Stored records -
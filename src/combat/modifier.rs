use std::hash::{Hash, Hasher};

use serde::{Deserialize, Serialize};

/// Linear modifier `x * a + b`.
#[derive(Debug, Clone, Copy, PartialEq, Serialize, Deserialize)]
#[serde(default)]
pub struct AttackPowerModifier {
    pub a: f64,
    pub b: f64,
}

impl Default for AttackPowerModifier {
    fn default() -> Self {
        Self::IDENTITY
    }
}

impl Hash for AttackPowerModifier {
    fn hash<H: Hasher>(&self, state: &mut H) {
        self.a.to_bits().hash(state);
        self.b.to_bits().hash(state);
    }
}

impl AttackPowerModifier {
    pub const IDENTITY: Self = Self { a: 1.0, b: 0.0 };

    pub fn new(a: f64, b: f64) -> Self {
        Self { a, b }
    }

    pub fn multiply(a: f64) -> Self {
        Self { a, b: 0.0 }
    }

    pub fn add(b: f64) -> Self {
        Self { a: 1.0, b }
    }

    pub fn apply(&self, x: f64) -> f64 {
        x * self.a + self.b
    }

    /// `self` first, then `next`.
    pub fn then(self, next: Self) -> Self {
        Self {
            a: self.a * next.a,
            b: self.b * next.a + next.b,
        }
    }
}
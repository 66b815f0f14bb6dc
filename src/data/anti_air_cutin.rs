//! Anti-air cut-in (AACI) table. Entries are listed in trigger priority order.

use serde::{Deserialize, Serialize};

use crate::data::filter::GearRequirement;
use crate::data::gear::{GearAttr, GearCategory, MasterGear};
use crate::data::ship::{MasterShip, ShipType};

pub const AKIZUKI_CLASS: u16 = 54;
pub const MAYA_KAI_NI: u16 = 428;

#[derive(Debug, Clone, PartialEq, Serialize, Deserialize)]
pub struct AntiAirCutinDef {
    pub id: u8,
    pub fixed_air_defense: i32,
    pub rate_mod: f64,
    /// Base trigger chance in `[0, 1]`.
    pub chance: f64,
    #[serde(default)]
    pub ship_ids: Vec<u16>,
    #[serde(default)]
    pub ship_classes: Vec<u16>,
    #[serde(default)]
    pub ship_types: Vec<ShipType>,
    pub requirements: Vec<GearRequirement>,
}

impl AntiAirCutinDef {
    fn ship_matches(&self, ship: &MasterShip) -> bool {
        let id_ok = self.ship_ids.is_empty() || self.ship_ids.contains(&ship.ship_id);
        let class_ok =
            self.ship_classes.is_empty() || self.ship_classes.contains(&ship.ship_class);
        let type_ok = self.ship_types.is_empty() || self.ship_types.contains(&ship.ship_type);
        id_ok && class_ok && type_ok
    }

    pub fn is_available(&self, ship: &MasterShip, gears: &[(&MasterGear, u8)]) -> bool {
        self.ship_matches(ship)
            && self
                .requirements
                .iter()
                .all(|req| req.is_met_by(gears.iter().copied()))
    }
}

pub fn default_anti_air_cutins() -> Vec<AntiAirCutinDef> {
    use GearAttr::*;

    let any = |id: u8, fixed: i32, rate_mod: f64, chance: f64, requirements: Vec<GearRequirement>| {
        AntiAirCutinDef {
            id,
            fixed_air_defense: fixed,
            rate_mod,
            chance,
            ship_ids: Vec::new(),
            ship_classes: Vec::new(),
            ship_types: Vec::new(),
            requirements,
        }
    };
    let battleships = vec![ShipType::FBB, ShipType::BB, ShipType::BBV];

    vec![
        AntiAirCutinDef {
            ship_classes: vec![AKIZUKI_CLASS],
            ..any(
                1,
                7,
                1.7,
                0.65,
                vec![
                    GearRequirement::attr(HighAngleMount, 2),
                    GearRequirement::attr(AirRadar, 1),
                ],
            )
        },
        AntiAirCutinDef {
            ship_classes: vec![AKIZUKI_CLASS],
            ..any(
                2,
                6,
                1.7,
                0.58,
                vec![
                    GearRequirement::attr(HighAngleMount, 1),
                    GearRequirement::attr(AirRadar, 1),
                ],
            )
        },
        AntiAirCutinDef {
            ship_classes: vec![AKIZUKI_CLASS],
            ..any(3, 4, 1.6, 0.5, vec![GearRequirement::attr(HighAngleMount, 2)])
        },
        AntiAirCutinDef {
            ship_types: battleships.clone(),
            ..any(
                4,
                6,
                1.5,
                0.52,
                vec![
                    GearRequirement::category(GearCategory::LargeMainGun, 1),
                    GearRequirement::attr(AntiAirShell, 1),
                    GearRequirement::category(GearCategory::AntiAirFireDirector, 1),
                    GearRequirement::attr(AirRadar, 1),
                ],
            )
        },
        any(
            5,
            4,
            1.5,
            0.55,
            vec![
                GearRequirement::attr(HighAngleMountWithDirector, 2),
                GearRequirement::attr(AirRadar, 1),
            ],
        ),
        AntiAirCutinDef {
            ship_types: battleships,
            ..any(
                6,
                4,
                1.45,
                0.4,
                vec![
                    GearRequirement::category(GearCategory::LargeMainGun, 1),
                    GearRequirement::attr(AntiAirShell, 1),
                    GearRequirement::category(GearCategory::AntiAirFireDirector, 1),
                ],
            )
        },
        any(
            7,
            3,
            1.35,
            0.45,
            vec![
                GearRequirement::attr(HighAngleMount, 1),
                GearRequirement::category(GearCategory::AntiAirFireDirector, 1),
                GearRequirement::attr(AirRadar, 1),
            ],
        ),
        any(
            8,
            4,
            1.4,
            0.5,
            vec![
                GearRequirement::attr(HighAngleMountWithDirector, 1),
                GearRequirement::attr(AirRadar, 1),
            ],
        ),
        any(
            9,
            2,
            1.3,
            0.4,
            vec![
                GearRequirement::attr(HighAngleMount, 1),
                GearRequirement::category(GearCategory::AntiAirFireDirector, 1),
            ],
        ),
        AntiAirCutinDef {
            ship_ids: vec![MAYA_KAI_NI],
            ..any(
                10,
                8,
                1.65,
                0.6,
                vec![
                    GearRequirement::attr(HighAngleMount, 1),
                    GearRequirement::attr(ConcentratedAntiAirGun, 1),
                    GearRequirement::attr(AirRadar, 1),
                ],
            )
        },
        AntiAirCutinDef {
            ship_ids: vec![MAYA_KAI_NI],
            ..any(
                11,
                6,
                1.5,
                0.55,
                vec![
                    GearRequirement::attr(HighAngleMount, 1),
                    GearRequirement::attr(ConcentratedAntiAirGun, 1),
                ],
            )
        },
        any(
            12,
            3,
            1.25,
            0.45,
            vec![
                GearRequirement::attr(ConcentratedAntiAirGun, 1),
                GearRequirement::category(GearCategory::AntiAirGun, 2),
                GearRequirement::attr(AirRadar, 1),
            ],
        ),
    ]
}

#[cfg(test)]
mod tests {
    use super::*;

    #[test]
    fn table_is_ordered_by_id() {
        let table = default_anti_air_cutins();
        let ids: Vec<u8> = table.iter().map(|def| def.id).collect();
        let mut sorted = ids.clone();
        sorted.sort();
        assert_eq!(ids, sorted);
    }

    #[test]
    fn akizuki_only_kinds_reject_other_classes() {
        let table = default_anti_air_cutins();
        let ha = MasterGear {
            gear_id: 122,
            types: [1, 1, 1, 16, 16],
            anti_air: 10,
            ..Default::default()
        };
        let gears = [(&ha, 0u8), (&ha, 0u8)];
        let akizuki = MasterShip {
            ship_class: AKIZUKI_CLASS,
            ..Default::default()
        };
        let other = MasterShip {
            ship_class: 1,
            ..Default::default()
        };
        assert!(table[2].is_available(&akizuki, &gears));
        assert!(!table[2].is_available(&other, &gears));
    }
}
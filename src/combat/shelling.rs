//! Day shelling: surface ships and carriers.

use crate::combat::attack_power::AttackPowerParams;
use crate::combat::common::{
    finish_hit_rate, finish_power, formation_mods, proficiency_critical_mod, target_evasion,
};
use crate::combat::hit_rate::{basic_accuracy_term, HitRateParams};
use crate::combat::modifier::AttackPowerModifier;
use crate::combat::report::AttackParams;
use crate::combat::style::AttackStyle;
use crate::combat::types::{DamageState, Engagement, ShipEnvironment, WarfareContext};
use crate::data::formation::FormationWarfare;
use crate::data::gear::{GearAttr, GearCategory};
use crate::data::ship::ShipType;
use crate::entity::ship::Ship;

pub const DAY_SHELLING_CAP: f64 = 220.0;
pub const SHELLING_CRITICAL_CONSTANT: f64 = 1.3;
pub const SHELLING_BASE_ACCURACY: f64 = 90.0;
const SURFACE_POWER_BASE: f64 = 5.0;
const CARRIER_POWER_BASE: f64 = 55.0;

/// Ships that shell with aircraft instead of guns.
pub fn uses_carrier_formula(ship: &Ship) -> bool {
    ship.is_carrier() && !ship.is_installation()
}

pub fn can_attack(attacker: &Ship) -> bool {
    if attacker.is_submarine() || attacker.damage_state() == DamageState::Sunk {
        return false;
    }
    if !uses_carrier_formula(attacker) {
        return true;
    }
    let has_bombers = attacker.count_planes(|gear| gear.category().is_attack_aircraft()) > 0;
    let healthy = if attacker.ship_type() == ShipType::CVB {
        attacker.damage_state() > DamageState::Taiha
    } else {
        attacker.damage_state() > DamageState::Chuuha
    };
    has_bombers && healthy
}

/// Light cruiser gun fit: `sqrt(single) + 2 * sqrt(twin)` for CL/CLT/CT.
pub fn light_cruiser_fit_bonus(attacker: &Ship) -> f64 {
    if !attacker.ship_type().is_light_cruiser_class() {
        return 0.0;
    }
    let single = attacker.count_attr(GearAttr::CruiserSingleGun) as f64;
    let twin = attacker.count_attr(GearAttr::CruiserTwinGun) as f64;
    single.sqrt() + 2.0 * twin.sqrt()
}

/// Armor-piercing shell `(power, accuracy)` modifiers against heavily armored targets.
pub fn ap_shell_mods(attacker: &Ship, target: &Ship) -> Option<(f64, f64)> {
    if !target.ship_type().is_heavily_armored() {
        return None;
    }
    let main = attacker.count_attr(GearAttr::MainGun);
    let ap = attacker.count_attr(GearAttr::ApShell);
    if main == 0 || ap == 0 {
        return None;
    }
    let secondary = attacker.count_category(GearCategory::SecondaryGun) > 0;
    let radar = attacker.has_attr(GearAttr::Radar);
    Some(match (secondary, radar) {
        (true, true) => (1.15, 1.3),
        (true, false) => (1.15, 1.2),
        (false, true) => (1.1, 1.25),
        (false, false) => (1.08, 1.1),
    })
}

/// Carrier basic power `floor(1.5 * (fp + tp + floor(1.3 * bombing) + extra)) + 55`.
/// Torpedo does not count against installations.
pub fn carrier_basic_power(attacker: &Ship, target: &Ship, extra: f64) -> Option<f64> {
    let firepower = f64::from(attacker.firepower()?);
    let torpedo = if target.is_installation() {
        0.0
    } else {
        f64::from(attacker.torpedo().unwrap_or(0))
    };
    let bombing = (1.3 * f64::from(attacker.bombing())).floor();
    Some((1.5 * (firepower + torpedo + bombing + extra)).floor() + CARRIER_POWER_BASE)
}

fn basic_power(attacker: &Ship, target: &Ship, env: &ShipEnvironment) -> Option<f64> {
    let improvement = attacker.improvement_sum(|imp| imp.shelling_power);
    let combined = env.org_type.shelling_power_bonus(env.fleet_type);
    let fit = light_cruiser_fit_bonus(attacker);
    if uses_carrier_formula(attacker) {
        return carrier_basic_power(attacker, target, improvement + combined + fit);
    }
    let firepower = f64::from(attacker.firepower()?);
    Some(firepower + improvement + combined + fit + SURFACE_POWER_BASE)
}

fn accuracy_term(
    attacker: &Ship,
    env: &ShipEnvironment,
    engagement: Engagement,
    style: &AttackStyle,
    ap_mod: f64,
) -> Option<f64> {
    let luck = attacker.luck()?;
    let base = SHELLING_BASE_ACCURACY
        + basic_accuracy_term(attacker.level, luck)
        + f64::from(attacker.accuracy())
        + attacker.improvement_sum(|imp| imp.shelling_accuracy);
    let formation = formation_mods(env, FormationWarfare::Shelling).accuracy;
    let morale = attacker.morale_state().attacker_accuracy_mod();
    let engagement = engagement.accuracy_modifier();
    Some((base * formation * engagement * morale * ap_mod * style.accuracy_mod() + style.accuracy_adder()).floor())
}

pub fn params(
    ctx: &WarfareContext,
    attacker: &Ship,
    target: &Ship,
    style: &AttackStyle,
) -> AttackParams {
    let env = &ctx.attacker_env;
    let ap = ap_shell_mods(attacker, target);

    let power = basic_power(attacker, target, env).map(|basic| {
        let precap_a = formation_mods(env, FormationWarfare::Shelling).power
            * ctx.engagement.modifier()
            * attacker.damage_state().common_power_mod();
        let mut params = AttackPowerParams::new(basic, DAY_SHELLING_CAP);
        params.precap_mod = AttackPowerModifier::multiply(precap_a);
        params.ap_shell_mod = ap.map(|(power, _)| power);
        params.postcap_style_mod = style.power_mod();
        params.critical_mod = proficiency_critical_mod(attacker);
        finish_power(params, attacker, target)
    });

    let ap_accuracy = ap.map(|(_, accuracy)| accuracy).unwrap_or(1.0);
    let hit_rate = accuracy_term(attacker, env, ctx.engagement, style, ap_accuracy)
        .zip(target_evasion(target, &ctx.target_env, FormationWarfare::Shelling, 0.0))
        .map(|(accuracy, evasion)| {
            let params = HitRateParams::new(accuracy, evasion, SHELLING_CRITICAL_CONSTANT);
            finish_hit_rate(params, attacker, target)
        });

    AttackParams {
        power,
        hit_rate,
        hits: style.hits(),
    }
}
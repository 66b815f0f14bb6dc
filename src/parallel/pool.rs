//! Rayon thread pool configuration for simulator workloads.
//!
//! Use [WorkerPool::install] to run batches with a fixed number of threads,
//! or rely on Rayon's default (all CPU cores).

use rayon::{ThreadPoolBuildError, ThreadPoolBuilder};

/// Environment variable read by the binary to size the pool.
pub const WORKERS_ENV: &str = "FLEETHUB_WORKERS";

#[derive(Debug, Clone, Copy, Default, PartialEq, Eq)]
pub struct WorkerPool {
    /// Number of worker threads. If 0, use Rayon default (num_cpus).
    pub workers: usize,
}

impl WorkerPool {
    pub fn with_workers(n: usize) -> Self {
        Self { workers: n }
    }

    /// Worker count from `FLEETHUB_WORKERS`; unset or unparsable means the Rayon default.
    pub fn from_env() -> Self {
        let workers = std::env::var(WORKERS_ENV)
            .ok()
            .and_then(|value| value.trim().parse().ok())
            .unwrap_or(0);
        Self { workers }
    }

    /// Run a closure on a thread pool with this worker count. If [workers](WorkerPool::workers) is 0,
    /// uses the global Rayon pool. Otherwise builds a temporary pool with that many threads.
    pub fn install<F, R>(&self, f: F) -> Result<R, ThreadPoolBuildError>
    where
        F: FnOnce() -> R + Send,
        R: Send,
    {
        if self.workers == 0 {
            return Ok(f());
        }
        let pool = ThreadPoolBuilder::new().num_threads(self.workers).build()?;
        Ok(pool.install(f))
    }
}
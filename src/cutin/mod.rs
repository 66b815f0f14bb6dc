//! Cut-in selection: which special attacks an attacker can use and how often.

pub mod day;
pub mod lottery;
pub mod night;

use crate::combat::style::AttackStyle;
use crate::combat::types::WarfareContext;
use crate::data::cutin::CutinTables;
use crate::entity::ship::Ship;

pub use day::{available_day_cutins, observation_term};
pub use lottery::{allocate, sequential_rates, CutinCandidate, StyleRate, StyleSelection};
pub use night::{available_night_cutins, night_cutin_term};

/// Day cut-in styles the attacker can use, in precedence-table order.
pub fn day_candidates(attacker: &Ship, ctx: &WarfareContext, tables: &CutinTables) -> Vec<AttackStyle> {
    let kinds = available_day_cutins(attacker, ctx.air_state);
    tables
        .day
        .iter()
        .filter(|entry| kinds.contains(&entry.kind))
        .map(|entry| AttackStyle::DayCutin {
            cutin: entry.kind,
            def: entry.def,
        })
        .collect()
}

pub fn night_candidates(attacker: &Ship, tables: &CutinTables) -> Vec<AttackStyle> {
    let kinds = available_night_cutins(attacker);
    tables
        .night
        .iter()
        .filter(|entry| kinds.contains(&entry.kind))
        .map(|entry| AttackStyle::NightCutin {
            cutin: entry.kind,
            def: entry.def,
        })
        .collect()
}

fn priority(style: &AttackStyle, tables: &CutinTables) -> Option<usize> {
    match style {
        AttackStyle::DayCutin { cutin, .. } => tables.day_priority(*cutin),
        AttackStyle::NightCutin { cutin, .. } => tables.night_priority(*cutin),
        AttackStyle::Normal | AttackStyle::Asw | AttackStyle::Torpedo => None,
    }
}

/// Trigger rates for `candidates`, rolled in table precedence order.
///
/// Day cut-ins roll `observation_term / denom`, night cut-ins
/// `night_cutin_term / denom`; a style without a denominator takes what is
/// left. Plain styles are not rolled and share the residual. `None` when a
/// term cannot be computed (unknown luck, no air control for day cut-ins).
pub fn select_styles(
    attacker: &Ship,
    ctx: &WarfareContext,
    candidates: &[AttackStyle],
    tables: &CutinTables,
) -> Option<StyleSelection> {
    let mut ordered: Vec<(usize, &AttackStyle)> = candidates
        .iter()
        .filter_map(|style| priority(style, tables).map(|rank| (rank, style)))
        .collect();
    ordered.sort_by_key(|(rank, _)| *rank);
    if ordered.is_empty() {
        return Some(StyleSelection::default());
    }

    let mut rolled = Vec::with_capacity(ordered.len());
    for (_, style) in ordered {
        let term = match style {
            AttackStyle::DayCutin { .. } => {
                observation_term(attacker, &ctx.attacker_env, ctx.air_state)?
            }
            _ => night_cutin_term(attacker, &ctx.attacker_env, &ctx.night)?,
        };
        let chance = style
            .def()
            .and_then(|def| def.chance_denom)
            .map(|denom| term / f64::from(denom.max(1)));
        rolled.push(CutinCandidate {
            style: *style,
            chance,
        });
    }

    let selection = allocate(&rolled, tables.allocation);
    tracing::debug!(
        table = %tables.version,
        styles = selection.rates.len(),
        residual = selection.residual,
        "cut-in rates selected"
    );
    Some(selection)
}
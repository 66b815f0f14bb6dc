//! CSV export of simulator results.

use std::io::Write;

use crate::combat::types::DamageState;
use crate::simulator::SimulatorResult;

pub fn write_sunk_csv<W: Write>(result: &SimulatorResult, writer: W) -> Result<(), csv::Error> {
    let mut out = csv::Writer::from_writer(writer);
    out.write_record(["count", "rate", "cumulative_rate"])?;
    for entry in &result.sunk_vec {
        out.write_record([
            entry.count.to_string(),
            entry.rate.to_string(),
            entry.cumulative_rate.to_string(),
        ])?;
    }
    out.flush()?;
    Ok(())
}

/// One row per target: damage-state rates in `DamageState::ALL` order, then average hp.
pub fn write_items_csv<W: Write>(result: &SimulatorResult, writer: W) -> Result<(), csv::Error> {
    let mut out = csv::Writer::from_writer(writer);
    let mut header = vec!["index".to_string(), "ship_id".to_string()];
    header.extend(DamageState::ALL.iter().map(|state| format!("{state:?}").to_lowercase()));
    header.push("average_hp".to_string());
    out.write_record(&header)?;

    for item in &result.items {
        let mut row = vec![item.index.to_string(), item.ship_id.to_string()];
        row.extend(
            DamageState::ALL
                .iter()
                .map(|&state| item.damage_states.get(state).to_string()),
        );
        row.push(item.average_hp.to_string());
        out.write_record(&row)?;
    }
    out.flush()?;
    Ok(())
}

PROBLEM STATEMENT - Say how many lines in the data above contain the string "bool", and give no other output.

EXPECTED OUTPUT - 4